Figueiras buscó la frase con su índice.
– Y fíjate en lo que precede a la frase en cuestión. -Muñiz resoplaba a su espalda-. Son tres letras hebreas desdibujadas justo antes de la palabra «lapide», piedra.
– No entiendo hebreo -protestó.
– Son álef, dálet y mem.. Las consonantes de Adán. «Adam lapide» significa piedras de Adán, adamantas, piedras del paraíso.
– ¿Y tú crees que las piedras de los Faber son de esa clase? -susurró justo al tropezar con la sentencia que las mencionaba.

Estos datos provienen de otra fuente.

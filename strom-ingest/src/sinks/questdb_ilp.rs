use std::net::SocketAddr;

use strom_client::SeriesRow;
use tokio::{io::AsyncWriteExt, net::TcpStream};

use super::{SeriesError, SeriesStore};

/// Escape measurement names and field keys for ILP.
///
/// ILP requires escaping commas, spaces and equals with a backslash.
fn ilp_escape_ident(s: &str, out: &mut String) {
    for ch in s.chars() {
        match ch {
            ',' | ' ' | '=' => {
                out.push('\\');
                out.push(ch);
            }
            _ => out.push(ch),
        }
    }
}

fn push_field_f64(out: &mut String, first: &mut bool, key: &str, value: f64) {
    if *first {
        *first = false;
    } else {
        out.push(',');
    }

    ilp_escape_ident(key, out);
    out.push('=');
    out.push_str(&value.to_string());
}

fn secs_to_unix_nanos(secs: i64) -> i128 {
    i128::from(secs) * 1_000_000_000
}

/// Renders `row` as one ILP line, without the trailing newline.
///
/// Non-finite values have no ILP representation and are left out; a row that
/// ends up with no fields cannot be written at all.
fn encode_row(measurement: &str, row: &SeriesRow) -> Result<String, SeriesError> {
    let mut out = String::with_capacity(32 + row.columns().len() * 24);
    ilp_escape_ident(measurement, &mut out);

    out.push(' ');
    let mut first = true;
    for (name, value) in row.columns().iter().zip(row.values()) {
        if value.is_finite() {
            push_field_f64(&mut out, &mut first, name, *value);
        }
    }
    if first {
        return Err(SeriesError::EmptyRow);
    }

    out.push(' ');
    out.push_str(&secs_to_unix_nanos(row.timestamp()).to_string());
    Ok(out)
}

/// Appends rows to a QuestDB table over the ILP TCP endpoint.
///
/// Each append opens its own connection; readings arrive seconds apart.
pub struct QuestDbIlpStore {
    addr: SocketAddr,
    measurement: String,
}

impl QuestDbIlpStore {
    pub fn new(addr: SocketAddr, measurement: &str) -> Self {
        Self {
            addr,
            measurement: measurement.to_string(),
        }
    }
}

#[async_trait::async_trait]
impl SeriesStore for QuestDbIlpStore {
    async fn append(&self, row: &SeriesRow) -> Result<(), SeriesError> {
        let mut line = encode_row(&self.measurement, row)?;
        line.push('\n');

        let mut stream = TcpStream::connect(self.addr).await?;
        let _ = stream.set_nodelay(true);
        stream.write_all(line.as_bytes()).await?;
        stream.shutdown().await?;

        metrics::counter!("strom_series_rows_appended_total").increment(1);
        metrics::counter!("questdb_ilp_bytes_total").increment(line.len() as u64);
        Ok(())
    }
}

#[cfg(test)]
mod tests {
    use super::*;
    use strom_client::MetricSet;
    use time::macros::datetime;
    use tokio::io::AsyncReadExt;

    fn row(metrics: &[(&str, f64)]) -> SeriesRow {
        let set: MetricSet = metrics.iter().copied().collect();
        SeriesRow::new(datetime!(2024-01-01 00:00:00 UTC), &set)
    }

    #[test]
    fn ilp_escape_ident_escapes_commas_spaces_and_equals() {
        let mut out = String::new();
        ilp_escape_ident("a b,c=d", &mut out);
        assert_eq!(out, "a\\ b\\,c\\=d");
    }

    #[test]
    fn encodes_fields_in_column_order_with_nanosecond_timestamp() {
        let line = encode_row("strom", &row(&[("gesamtLeistung", 1234.5), ("momentanLeistung", 500.0)])).unwrap();
        assert_eq!(line, "strom gesamtLeistung=1234.5,momentanLeistung=500 1704067200000000000");
    }

    #[test]
    fn skips_non_finite_values() {
        let line = encode_row("my meter", &row(&[("a", f64::NAN), ("b", 2.0)])).unwrap();
        assert_eq!(line, "my\\ meter b=2 1704067200000000000");
    }

    #[test]
    fn row_without_fields_is_rejected() {
        assert!(matches!(encode_row("strom", &row(&[])), Err(SeriesError::EmptyRow)));
        assert!(matches!(
            encode_row("strom", &row(&[("a", f64::NAN)])),
            Err(SeriesError::EmptyRow)
        ));
    }

    #[tokio::test]
    async fn append_writes_one_line_to_the_endpoint() {
        let listener = tokio::net::TcpListener::bind("127.0.0.1:0").await.unwrap();
        let addr = listener.local_addr().unwrap();

        let server = tokio::spawn(async move {
            let (mut socket, _) = listener.accept().await.unwrap();
            let mut buf = String::new();
            socket.read_to_string(&mut buf).await.unwrap();
            buf
        });

        let store = QuestDbIlpStore::new(addr, "strom");
        store.append(&row(&[("gesamtLeistung", 1.5)])).await.unwrap();

        assert_eq!(server.await.unwrap(), "strom gesamtLeistung=1.5 1704067200000000000\n");
    }

    #[tokio::test]
    async fn unreachable_endpoint_is_an_io_error() {
        let listener = tokio::net::TcpListener::bind("127.0.0.1:0").await.unwrap();
        let addr = listener.local_addr().unwrap();
        drop(listener);

        let store = QuestDbIlpStore::new(addr, "strom");
        let res = store.append(&row(&[("a", 1.0)])).await;
        assert!(matches!(res, Err(SeriesError::Io(_))));
    }
}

– De esa clase no. Son las mismas -concluyó-. Por cierto, ¿sabes qué significa betilum?
Figueiras negó con la cabeza mientras notaba una inquietante vibración en su bolsillo. Acababa de entrarle un mensaje al móvil.
– Lo suponía. -Sonrió Muñiz-. Es una palabra de origen bíblico, Antonio. Bet-El fue el lugar en el que Jacob tuvo su visión de la escalera que se comunicaba con el cielo. El patriarca la tuvo al quedarse dormido sobre una piedra negra. Una de estas adamantas. Su nombre significa «casa de Dios», y desde la Edad Media el término «betilo» se aplica a los meteoros con ciertas propiedades.
– ¿Y cuánto vale uno así? -dijo abriendo la terminal y buscando aquel madrugador SMS.
Muñiz se maravilló de la ignorancia y poca sensibilidad de su amigo.
– Eso depende.
– ¿Depende?
– Sí. De sus propiedades, su antigüedad, su currículo… Unas piedras con la historia de Dee detrás podrían costar una fortuna. Y si además te pueden abrir las puertas del cielo, ni te cuento.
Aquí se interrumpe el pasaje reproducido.